> _Exercise objective_
In the listing that follows, count each line where the word "PathBuf" appears; write nothing but the count.

● ● ●

// ==========================================
// 数据传输系统 - 传输配置读取 Trait
// ==========================================
// 职责: 定义管道所需的配置读取接口（不包含实现）
// 红线: 不包含配置写入、不包含业务逻辑
// ==========================================

use crate::config::transfer_settings::TransferSettings;
use crate::exporter::sheet_writer::SheetFormat;
use crate::importer::error_collector::ReportLayout;
use crate::repository::error::RepositoryResult;
use async_trait::async_trait;
use std::path::PathBuf;

// ==========================================
// TransferConfigReader Trait
// ==========================================
// 实现者: ConfigManager（从 config_kv 表读取）
#[async_trait]
pub trait TransferConfigReader: Send + Sync {
    /// 获取分块大小
    ///
    /// # 默认值
    /// - 1000
    async fn get_chunk_size(&self) -> RepositoryResult<usize>;

    /// 获取完成后进度保留秒数
    ///
    /// # 默认值
    /// - 60
    async fn get_progress_ttl_secs(&self) -> RepositoryResult<u64>;

    /// 获取进度写入间隔（行）
    ///
    /// # 默认值
    /// - 1（逐行写入）
    async fn get_progress_flush_rows(&self) -> RepositoryResult<u64>;

    /// 获取模板标题行中的系统名称标记
    ///
    /// # 返回
    /// - None: 仅识别 "导入模板"
    async fn get_system_name(&self) -> RepositoryResult<Option<String>>;

    /// 获取文件存储根目录
    ///
    /// # 默认值
    /// - ./storage
    async fn get_storage_root(&self) -> RepositoryResult<PathBuf>;

    /// 获取导出文件格式
    ///
    /// # 默认值
    /// - xlsx
    async fn get_export_format(&self) -> RepositoryResult<SheetFormat>;

    /// 获取错误报告布局
    ///
    /// # 默认值
    /// - content_echo（原因 + 原始列）
    async fn get_report_layout(&self) -> RepositoryResult<ReportLayout>;

    /// 一次性读取完整运行参数
    async fn load_settings(&self) -> RepositoryResult<TransferSettings> {
        Ok(TransferSettings {
            chunk_size: self.get_chunk_size().await?,
            progress_ttl_secs: self.get_progress_ttl_secs().await?,
            progress_flush_rows: self.get_progress_flush_rows().await?,
            system_name: self.get_system_name().await?,
            storage_root: self.get_storage_root().await?,
            export_format: self.get_export_format().await?,
            report_layout: self.get_report_layout().await?,
        })
    }
}
// ==========================================
// 数据传输系统 - 核心库
// ==========================================
// 职责: 表格数据导入导出任务管道
// - 分块流式读取、字段映射、校验、去重、错误报告
// - 导出审核门与下载时物化
// - 任务记录与进度存储（SQLite）
// ==========================================

// ==========================================
// 模块声明
// ==========================================

// 领域层 - 任务/字段/进度
pub mod domain;

// 数据仓储层 - 任务记录、进度、表适配
pub mod repository;

// 导入层
pub mod importer;

// 导出层
pub mod exporter;

// 配置层 - 管道运行参数
pub mod config;

// 数据库基础设施（连接初始化/PRAGMA 统一）
pub mod db;

// 管道错误类型
pub mod error;

// 任务终态事件
pub mod events;

// 导入器/导出器注册表
pub mod registry;

// 日志系统
pub mod logging;

// API 层
pub mod api;

// ==========================================
// 重导出核心类型
// ==========================================

// 领域类型
pub use domain::{
    ApprovalStatus, CanonicalRow, CellValue, ExecutionContext, ExportMode, FieldSpec, FieldType,
    ProgressSnapshot, RawRow, TaskKind, TaskStatus, TransferTask,
};

// 管道
pub use exporter::{ExportPipeline, ExportRequest, RowExporter};
pub use importer::{ImportJob, ImportPipeline, RowImporter};

// 错误
pub use error::{TransferError, TransferResult};

// 注册表与 API
pub use api::{ApiError, TransferApi};
pub use registry::TransferRegistry;

// ==========================================
// 常量定义
// ==========================================

// 系统版本
pub const VERSION: &str = env!("CARGO_PKG_VERSION");

// 系统名称
pub const APP_NAME: &str = "tabular-transfer";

● ● ●

> _The answer_
2